I learned early to educate myself about things I was afraid of, the things I was constantly coming into contact with – snakes, bugs, arachnids. I grew up in the country with brothers and a lot of snakes, bugs and arachnids.

Many years ago, while traipsing through the woods in Cedar Hill, Texas I came close to stepping upon numerous Copperheads. They were everywhere. It was Springtime when they gather in clusters to mate and when they are especially irritable at being disturbed. More recently a Copperhead brushed against my hand when I was moving a rock in my Sugar Land garden. With I say “brushed” it isn’t with the same as coming into contact with something furry that the word “brushed” implies. Instead, it was more the sensation against the skin of something smooth, dry, and weirdly cold. I stood back and watched it slither out of sight, and caught my breath before slumping to the ground.
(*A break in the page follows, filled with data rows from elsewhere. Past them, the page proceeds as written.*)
mod auth;
mod logging;
mod mcp;
mod routes;

use std::{
    collections::VecDeque,
    sync::Arc,
    time::Instant,
};

use axum::{
    middleware,
    routing::{get, post, put},
    Router,
};
use foreman_agent::claude::ClaudeBackend;
use foreman_core::{
    config::Config,
    db::Db,
    git::WorktreeManager,
    memory::MemoryStore,
    queue::QueueController,
    runner::RunnerContext,
    scheduler::PredictiveScheduler,
    stream::JobStreamManager,
};
use tokio::sync::{broadcast, mpsc};
use tower_http::cors::CorsLayer;
use tracing::info;

// ── AppState ──────────────────────────────────────────────────────────────

pub struct AppState {
    pub ctx: Arc<RunnerContext>,
    pub queue: Arc<QueueController>,
    pub scheduler: Arc<PredictiveScheduler>,
    pub log_ring: Arc<std::sync::Mutex<VecDeque<String>>>,
    pub log_tx: broadcast::Sender<String>,
    pub start_time: Instant,
}

// ── main ──────────────────────────────────────────────────────────────────

#[tokio::main]
async fn main() -> anyhow::Result<()> {
    use tracing_subscriber::{layer::SubscriberExt, util::SubscriberInitExt};

    let (log_tx, _log_rx) = broadcast::channel::<String>(1024);
    let log_ring: Arc<std::sync::Mutex<VecDeque<String>>> =
        Arc::new(std::sync::Mutex::new(VecDeque::with_capacity(500)));

    let filter = tracing_subscriber::EnvFilter::try_from_default_env().unwrap_or_else(|_| {
        "foreman_server=info,foreman_core=info,foreman_agent=info,tower_http=warn".into()
    });

    tracing_subscriber::registry()
        .with(filter)
        .with(tracing_subscriber::fmt::layer())
        .with(logging::BroadcastLayer {
            tx: log_tx.clone(),
            ring: Arc::clone(&log_ring),
        })
        .init();

    let config = Config::from_env()?;
    if config.auth_token.is_empty() {
        eprintln!("FOREMAN_AUTH_TOKEN is not set; refusing to start");
        std::process::exit(1);
    }

    std::fs::create_dir_all(&config.data_dir)?;
    let db_path = format!("{}/foreman.db", config.data_dir);
    let db = Db::open(&db_path)?;
    db.migrate()?;
    let db = Arc::new(db);

    let config = Arc::new(config);
    let worktrees = Arc::new(WorktreeManager::new(&config));
    let backend = Arc::new(
        ClaudeBackend::new(config.claude_bin.as_str(), config.model.as_str())
            .with_kill_grace(std::time::Duration::from_secs(config.kill_grace_s)),
    );

    let (nudge_tx, mut nudge_rx) = mpsc::unbounded_channel::<()>();
    let ctx = Arc::new(RunnerContext {
        db: Arc::clone(&db),
        config: Arc::clone(&config),
        worktrees,
        backend,
        streams: JobStreamManager::new(),
        memory: Arc::new(MemoryStore::new()),
        nudge_tx,
    });

    let queue = QueueController::new(Arc::clone(&ctx));

    // Crash recovery before anything can enqueue: running rows from a dead
    // process go back to queued.
    queue.init().await?;

    // Nudge loop: enqueues and freed capacity wake the admission pass
    // without waiting for the timer.
    {
        let queue = Arc::clone(&queue);
        tokio::spawn(async move {
            while nudge_rx.recv().await.is_some() {
                queue.process().await;
            }
        });
    }

    // Queue tick loop; the inner spawn catches panics so the loop never dies.
    {
        let queue = Arc::clone(&queue);
        let tick_secs = config.queue_tick_s;
        tokio::spawn(async move {
            loop {
                let q = Arc::clone(&queue);
                let handle = tokio::spawn(async move { q.process().await });
                if let Err(join_err) = handle.await {
                    tracing::error!("queue tick panicked: {join_err}");
                }
                tokio::time::sleep(tokio::time::Duration::from_secs(tick_secs)).await;
            }
        });
    }

    let state = Arc::new(AppState {
        ctx,
        queue,
        scheduler: Arc::new(PredictiveScheduler::new()),
        log_ring,
        log_tx,
        start_time: Instant::now(),
    });

    let protected = Router::new()
        // Clients
        .route("/clients", get(routes::list_clients))
        .route("/clients/:id", get(routes::get_client))
        .route("/clients/:id/repository", post(routes::attach_repository))
        .route(
            "/clients/:id/constitution",
            get(routes::get_constitution).post(routes::regenerate_constitution),
        )
        // Jobs
        .route("/jobs", get(routes::list_jobs).post(routes::create_job))
        .route("/jobs/:id", get(routes::get_job))
        .route("/jobs/:id/cancel", post(routes::cancel_job))
        .route("/jobs/:id/retry", post(routes::retry_job))
        .route("/jobs/:id/message", post(routes::send_job_message))
        .route("/jobs/:id/complete", post(routes::complete_job))
        .route("/jobs/:id/iterations", get(routes::list_job_iterations))
        .route("/jobs/:id/stop", post(routes::stop_job))
        .route("/jobs/:id/stream", get(routes::stream_job))
        // Queue
        .route("/queue", get(routes::queue_status))
        // Features / spec pipeline
        .route("/features/:id/generate-tasks", post(routes::generate_tasks))
        .route("/features/:id/spec/start", post(routes::start_spec))
        .route("/features/:id/spec/phase", post(routes::run_spec_phase))
        .route("/features/:id/spec", get(routes::get_spec))
        .route(
            "/features/:id/spec/clarifications/:cid",
            post(routes::answer_clarification),
        )
        .route("/features/:id/spec/output", put(routes::patch_spec_output))
        .route("/spec/phases", get(routes::list_spec_phases))
        // Worktree manager surface
        .route("/sync", post(routes::sync_repos))
        .route("/repos/clone", post(routes::clone_repo))
        .route("/repos/:id/clone", post(routes::clone_repo_by_id))
        // Scheduling (§4.8 surface)
        .route("/scheduling/predict", post(routes::scheduling_predict))
        .route("/scheduling/jobs/:id/schedule", post(routes::scheduling_schedule))
        .route("/scheduling/next", get(routes::scheduling_next))
        .route("/scheduling/metrics", get(routes::scheduling_metrics))
        .route("/scheduling/usage", post(routes::scheduling_usage))
        .route("/scheduling/capacity", get(routes::scheduling_capacity))
        .route(
            "/scheduling/weights",
            get(routes::scheduling_weights).put(routes::scheduling_import_weights),
        )
        // Logs
        .route("/logs/recent", get(routes::recent_logs))
        // MCP (HTTP transport)
        .route("/mcp/info", get(mcp::info))
        .route("/mcp/tools", get(mcp::list_tools))
        .route("/mcp/tools/:name", post(mcp::call_tool))
        .route("/mcp/resources", get(mcp::list_resources))
        .route("/mcp/resources/:rtype", get(mcp::get_resource_root))
        .route("/mcp/resources/:rtype/:id", get(mcp::get_resource))
        .route("/mcp/resources/:rtype/:id/:sub", get(mcp::get_resource_sub))
        .layer(middleware::from_fn_with_state(
            Arc::clone(&state),
            auth::bearer_auth,
        ));

    let app = Router::new()
        .route("/health", get(routes::health))
        .merge(protected)
        .layer(CorsLayer::permissive())
        .with_state(Arc::clone(&state));

    let addr = format!("{}:{}", config.web_bind, config.web_port);
    info!(
        machine = %config.machine_id,
        max_concurrent = config.max_concurrent_jobs,
        "foreman listening on {addr}"
    );
    let listener = tokio::net::TcpListener::bind(&addr).await?;
    axum::serve(listener, app)
        .with_graceful_shutdown(async {
            let _ = tokio::signal::ctrl_c().await;
            info!("shutdown signal received; draining");
        })
        .await?;
    Ok(())
}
I’ve had numerous encounters with rattlesnakes – also in Cedar Hill, Texas. A wild and wooly place, full of dry limestone shelves which make good hiding places for snakes and scorpions and tarantulas. I sighted a three-foot long canebrake rattlesnake while walking along a sandy creek bottom in Brenham, TX. Canebrakes are very aggressive and highly dangerous. This one paid no attention to me at all. It was one of those shuddering moments of full clarity when every nerve feels exposed.

I’ve seen more dead rattlesnakes than live ones. Once my brother, Jon, brought home the stiffening body of a good-sized timber rattler he’d killed at the cow pond behind our house. He arranged its body on a board, super-glued it down and injected it with formaldehyde. (I have no idea where he got the formaldehyde – isn’t that illegal? And hypodermic needles?) And thirty years later, he still has the shriveled thing, coiled in a striking position, mouth open and fangs extended. Did he realize how dangerous those fangs were? Dead snake venom doesn’t lose its lethality.

Not bad for his first attempt. Generally he would skin the snakes he killed and salt the hides, that is he would scrape the hide free of flesh and rub salt into the wet side, over and over until the skin was dry but supple. He still has the six-foot hide from a diamond-back water snake – the thing is as big as a boa constrictor.

Most snake stay clear of humans. Pit vipers can, with sensitive heat seeking “pits” at the front of their head, determine the size of the warm-blooded creature before them. If they aren’t in danger of being stepped on or have not already been stepped on they really would rather not waste their poison on something too big to eat. Snakes get away from any contact with humans as soon as possible.

With one exception.

I save the scariest for last.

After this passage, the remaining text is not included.